Если бы декларируемый картезианской наукой отказ от традиционного знания был бы действительно реализован, это означало бы катастрофический регресс всей мировой цивилизации, включая Запад. Образованные люди, находясь в «поле» всего накопленного человечеством знания, очень часто просто не могут его оценить. Следуя наивному евроцентризму, они преувеличивают значение той научной и технологической революции, которая началась всего четыре века назад (а некоторые вообще мыслят современный фонд знания как созданный за последние полвека). Проникнутый евроцентризмом человек уверен, например, что техника, искусственный мир, в котором он живет, созданы, в основном, в Новое время, цивилизацией Запада. Он видит лишь телевидение, мобильный телефон, Интернет. А хлеб — это для него часть природы. Не понимает уже, что для судеб человечества приручение лошади или выведение культурной пшеницы и картофеля были несравненно важнее изобретения атомной бомбы. До какого абсурда мог доходить этот евроцентризм, хорошо видно по той идеологической кампании, которую в России пришлось пережить во время перестройки, в результате «освобождения» молодежи от традиций отцовских поколений.

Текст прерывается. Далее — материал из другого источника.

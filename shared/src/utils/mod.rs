//! Common utility functions

pub mod mask;
pub mod validation;

pub use mask::{mask_email, mask_phone_number, mask_token};
pub use validation::{is_valid_email, is_valid_phone_number, normalize_phone_number};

Лоренц, сам переживший увлечение самоубийственными доктринами, с особой грустью пишет о судьбе именно молодых поколений: «Радикальный отказ от отцовской культуры — даже если он полностью оправдан — может повлечь за собой гибельное последствие, сделав презревшего напутствие юношу жертвой самых бессовестных шарлатанов. Я не говорю о том, что юноши, освободившиеся от традиций, обычно охотно прислушиваются к демагогам и воспринимают с полным доверием их косметически украшенные доктринерские формулы».

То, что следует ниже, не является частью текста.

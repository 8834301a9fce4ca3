//! Security middleware for HTTPS enforcement and response hardening.
//!
//! Outside development every response carries the hardening headers below,
//! and plain HTTP requests are refused unless a trusted proxy terminated TLS.
//! Guardian links embed a bearer-equivalent token in the query string, so
//! responses are also marked non-cacheable.

use actix_web::{
    body::EitherBody,
    dev::{Service, ServiceRequest, ServiceResponse, Transform},
    http::{
        header::{self, HeaderName, HeaderValue},
        StatusCode,
    },
    Error,
};
use futures_util::future::LocalBoxFuture;
use gp_shared::{error_codes, Environment, ErrorResponse};
use std::{
    future::{ready, Ready},
    rc::Rc,
    task::{Context, Poll},
};

use crate::dto::error::ErrorResponseExt;

const SECURITY_HEADERS: [(&str, &str); 6] = [
    ("strict-transport-security", "max-age=31536000; includeSubDomains"),
    ("x-content-type-options", "nosniff"),
    ("x-frame-options", "DENY"),
    ("referrer-policy", "no-referrer"),
    ("content-security-policy", "default-src 'none'; frame-ancestors 'none';"),
    ("cache-control", "no-store"),
];

/// Security middleware factory
#[derive(Debug, Clone)]
pub struct SecurityMiddleware {
    enforce_https: bool,
    add_security_headers: bool,
    trusted_proxies: Rc<Vec<String>>,
}

impl SecurityMiddleware {
    /// Settings for the given environment
    pub fn for_environment(environment: Environment) -> Self {
        let strict = !environment.is_development();
        log::info!(
            "Security middleware configured: enforce_https={}, add_headers={}",
            environment.is_production(),
            strict
        );
        Self {
            enforce_https: environment.is_production(),
            add_security_headers: strict,
            trusted_proxies: Rc::new(Vec::new()),
        }
    }

    /// No HTTPS enforcement, no extra headers
    pub fn development() -> Self {
        Self {
            enforce_https: false,
            add_security_headers: false,
            trusted_proxies: Rc::new(vec!["127.0.0.1".to_string(), "::1".to_string()]),
        }
    }

    /// Trust `X-Forwarded-Proto` from the given proxy addresses
    pub fn with_trusted_proxies(mut self, proxies: Vec<String>) -> Self {
        self.trusted_proxies = Rc::new(proxies);
        self
    }
}

impl<S, B> Transform<S, ServiceRequest> for SecurityMiddleware
where
    S: Service<ServiceRequest, Response = ServiceResponse<B>, Error = Error> + 'static,
    S::Future: 'static,
    B: 'static,
{
    type Response = ServiceResponse<EitherBody<B>>;
    type Error = Error;
    type InitError = ();
    type Transform = SecurityMiddlewareService<S>;
    type Future = Ready<Result<Self::Transform, Self::InitError>>;

    fn new_transform(&self, service: S) -> Self::Future {
        ready(Ok(SecurityMiddlewareService {
            service: Rc::new(service),
            enforce_https: self.enforce_https,
            add_security_headers: self.add_security_headers,
            trusted_proxies: Rc::clone(&self.trusted_proxies),
        }))
    }
}

/// Security middleware service implementation
pub struct SecurityMiddlewareService<S> {
    service: Rc<S>,
    enforce_https: bool,
    add_security_headers: bool,
    trusted_proxies: Rc<Vec<String>>,
}

impl<S, B> Service<ServiceRequest> for SecurityMiddlewareService<S>
where
    S: Service<ServiceRequest, Response = ServiceResponse<B>, Error = Error> + 'static,
    S::Future: 'static,
    B: 'static,
{
    type Response = ServiceResponse<EitherBody<B>>;
    type Error = Error;
    type Future = LocalBoxFuture<'static, Result<Self::Response, Self::Error>>;

    fn poll_ready(&self, ctx: &mut Context<'_>) -> Poll<Result<(), Self::Error>> {
        self.service.poll_ready(ctx)
    }

    fn call(&self, req: ServiceRequest) -> Self::Future {
        let service = Rc::clone(&self.service);
        let enforce_https = self.enforce_https;
        let add_security_headers = self.add_security_headers;
        let trusted_proxies = Rc::clone(&self.trusted_proxies);

        Box::pin(async move {
            if enforce_https && !is_secure_request(&req, &trusted_proxies) {
                log::warn!("Insecure request blocked: {} {}", req.method(), req.path());
                let response = ErrorResponse::new(error_codes::BAD_REQUEST, "HTTPS required")
                    .to_response(StatusCode::FORBIDDEN);
                return Ok(req.into_response(response).map_into_right_body());
            }

            let mut response = service.call(req).await?;
            if add_security_headers {
                let headers = response.headers_mut();
                for (name, value) in SECURITY_HEADERS {
                    headers.insert(HeaderName::from_static(name), HeaderValue::from_static(value));
                }
            }
            Ok(response.map_into_left_body())
        })
    }
}

/// HTTPS, a trusted proxy that terminated TLS, or a loopback host
fn is_secure_request(req: &ServiceRequest, trusted_proxies: &[String]) -> bool {
    let conn_info = req.connection_info();
    if conn_info.scheme() == "https" {
        return true;
    }

    if let Some(proto) = req
        .headers()
        .get(HeaderName::from_static("x-forwarded-proto"))
        .and_then(|v| v.to_str().ok())
    {
        let peer = req.peer_addr().map(|addr| addr.ip().to_string()).unwrap_or_default();
        if proto == "https" && trusted_proxies.iter().any(|p| *p == peer) {
            return true;
        }
    }

    let host = req
        .headers()
        .get(header::HOST)
        .and_then(|v| v.to_str().ok())
        .unwrap_or_else(|| conn_info.host());
    host.starts_with("localhost") || host.starts_with("127.0.0.1") || host.starts_with("[::1]")
}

Эта проблема социологии знания актуальна сегодня в России и других постсоветских республиках. Причина в том, что очень большая часть того знания, на базе которого строились главные матрицы Российской империи и затем СССР, относится к категории традиционного. Оно плохо оформлено и часто не было адекватным образом переведено на язык современных теорий западной науки. Самым драматическим образом это проявилось во время реформы 90-х годов, когда шло разрушение структур, принцип действия которых не был вполне понят и был совершенно неизвестен западным экспертам (как, например, принцип устройства советского промышленного предприятия, советской школы или системы теплоснабжения). Разрабатывая большой проект строительства постсоветской России, необходимо учесть прошлые ошибки и вовлекать в это строительство все системы знания, в которых реально мыслят социальные группы и субкультуры, и прежде всего самая массовая категория — «человек из народа».

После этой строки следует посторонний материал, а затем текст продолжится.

//! Batch issuance of guardian access tokens

use std::collections::HashMap;
use std::sync::Arc;

use futures_util::future::join_all;
use uuid::Uuid;

use crate::domain::entities::access_token::AccessToken;
use crate::domain::entities::student::Student;
use crate::domain::value_objects::admin::AdminContext;
use crate::domain::value_objects::issuance::{
    DeliveryOutcome, IssuanceItem, IssuanceReport, IssueRequest, ItemError, TokenView,
};
use crate::domain::value_objects::student_view::StudentSummary;
use crate::errors::{DomainError, TokenError, ValidationError};
use crate::repositories::{StudentRepository, TokenRepository};
use crate::services::clock::Clock;
use crate::services::notification::NotificationDispatcher;

use super::config::TokenServiceConfig;
use super::generator::generate_token_value;

/// Mints one token per requested student and optionally delivers the links
///
/// Each requested identifier yields exactly one item in the report. A delivery
/// failure never removes the stored token.
pub struct TokenIssuer {
    tokens: Arc<dyn TokenRepository>,
    students: Arc<dyn StudentRepository>,
    dispatcher: Arc<NotificationDispatcher>,
    clock: Arc<dyn Clock>,
    config: TokenServiceConfig,
}

impl TokenIssuer {
    pub fn new(
        tokens: Arc<dyn TokenRepository>,
        students: Arc<dyn StudentRepository>,
        dispatcher: Arc<NotificationDispatcher>,
        clock: Arc<dyn Clock>,
        config: TokenServiceConfig,
    ) -> Self {
        Self {
            tokens,
            students,
            dispatcher,
            clock,
            config,
        }
    }

    pub fn config(&self) -> &TokenServiceConfig {
        &self.config
    }

    /// Issue tokens for a batch of students
    ///
    /// # Arguments
    ///
    /// * `admin` - Administrator triggering the issuance
    /// * `request` - Students, channel, semester, validity and delivery options
    ///
    /// # Returns
    ///
    /// * `Ok(IssuanceReport)` - One item per requested identifier
    /// * `Err(DomainError)` - The request as a whole is invalid or the student store failed
    pub async fn issue(
        &self,
        admin: &AdminContext,
        request: IssueRequest,
    ) -> Result<IssuanceReport, DomainError> {
        if request.student_ids.is_empty() {
            return Err(ValidationError::RequiredField {
                field: "studentIds".to_string(),
            }
            .into());
        }
        if request.semester == 0 {
            return Err(ValidationError::OutOfRange {
                field: "semester".to_string(),
                min: "1".to_string(),
                max: "-".to_string(),
            }
            .into());
        }

        let parsed: Vec<(String, Option<Uuid>)> = request
            .student_ids
            .iter()
            .map(|raw| {
                let raw = raw.trim().to_string();
                let id = Uuid::parse_str(&raw).ok();
                (raw, id)
            })
            .collect();

        let ids: Vec<Uuid> = parsed.iter().filter_map(|(_, id)| *id).collect();
        let students: HashMap<Uuid, Student> = self
            .students
            .find_by_ids(&ids)
            .await?
            .into_iter()
            .map(|s| (s.id, s))
            .collect();

        let items = join_all(parsed.iter().map(|(raw, id)| {
            let student = id.and_then(|id| students.get(&id));
            self.issue_one(raw, *id, student, &request)
        }))
        .await;

        let report = IssuanceReport::from_items(items);
        tracing::info!(
            admin_id = %admin.admin_id,
            requested = report.summary.total,
            created = report.created,
            failed = report.summary.failed,
            channel = %request.delivery_channel,
            deliver = request.deliver,
            "Guardian tokens issued"
        );
        Ok(report)
    }

    async fn issue_one(
        &self,
        raw_id: &str,
        id: Option<Uuid>,
        student: Option<&Student>,
        request: &IssueRequest,
    ) -> IssuanceItem {
        let failed = |error: ItemError| IssuanceItem::Failed {
            student_id: raw_id.to_string(),
            error,
        };

        if id.is_none() {
            let err = ValidationError::InvalidFormat {
                field: "studentIds".to_string(),
            };
            return failed(ItemError::new(err.code(), format!("Invalid student id '{}'", raw_id)));
        }
        let Some(student) = student else {
            return failed(ItemError::new(
                gp_shared::error_codes::STUDENT_NOT_FOUND,
                "Student not found",
            ));
        };

        let token = match self.create_token(student.id, request).await {
            Ok(token) => token,
            Err(err) => {
                tracing::error!(student_id = %student.id, error = %err, "Failed to store guardian token");
                return failed(ItemError::new(err.code(), err.to_string()));
            }
        };

        let guardian_url = self.config.guardian_url(&token.value);
        let delivery = if request.deliver {
            self.dispatcher
                .deliver(
                    student,
                    request.recipient_for(raw_id),
                    request.delivery_channel,
                    request.semester,
                    &guardian_url,
                )
                .await
        } else {
            DeliveryOutcome::not_requested()
        };

        IssuanceItem::Created {
            token: TokenView::new(token, Some(StudentSummary::from(student))),
            guardian_url,
            delivery,
        }
    }

    /// Persist a new token, regenerating the value on the (unlikely) collision
    async fn create_token(
        &self,
        student_id: Uuid,
        request: &IssueRequest,
    ) -> Result<AccessToken, DomainError> {
        let mut last_error = DomainError::from(TokenError::GenerationFailed);
        for _ in 0..self.config.max_value_attempts.max(1) {
            let token = AccessToken::new(
                student_id,
                generate_token_value(),
                request.delivery_channel,
                request.semester,
                request.expiry,
                self.clock.now(),
            );
            match self.tokens.save(token).await {
                Ok(saved) => return Ok(saved),
                Err(DomainError::Token(TokenError::DuplicateValue)) => {
                    tracing::warn!(student_id = %student_id, "Token value collision, regenerating");
                    last_error = TokenError::DuplicateValue.into();
                }
                Err(err) => return Err(err),
            }
        }
        Err(last_error)
    }
}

Мы уже говорили, что в 80-е годы в советском, а потом в российском обществоведении возникла странная патология — утрата чувства ответственности. Причиной этого был сдвиг к особому типу мышления — аутистическому.
Учение об аутизме (от греческого слова аутос — сам) создал в начале XX века швейцарский психиатр Э. Блейлер. Аутизм — болезненное состояние психики, при котором человек концентрируется на своей внутренней жизни, активно уходит от внешнего мира. В тяжелых случаях вся жизнь человека полностью сводится к его грезам, но обычно это проявляется в большей или меньшей степени, так что человек остается в общем нормальным. Для нас важен коллективный аутизм, искусственно вызываемый средствами культуры и закрепленный кризисом. Это происходит при резком усилении в структуре сознания воображения, создающего радужные фантастические образы, способные увлечь даже скептически настроенных людей.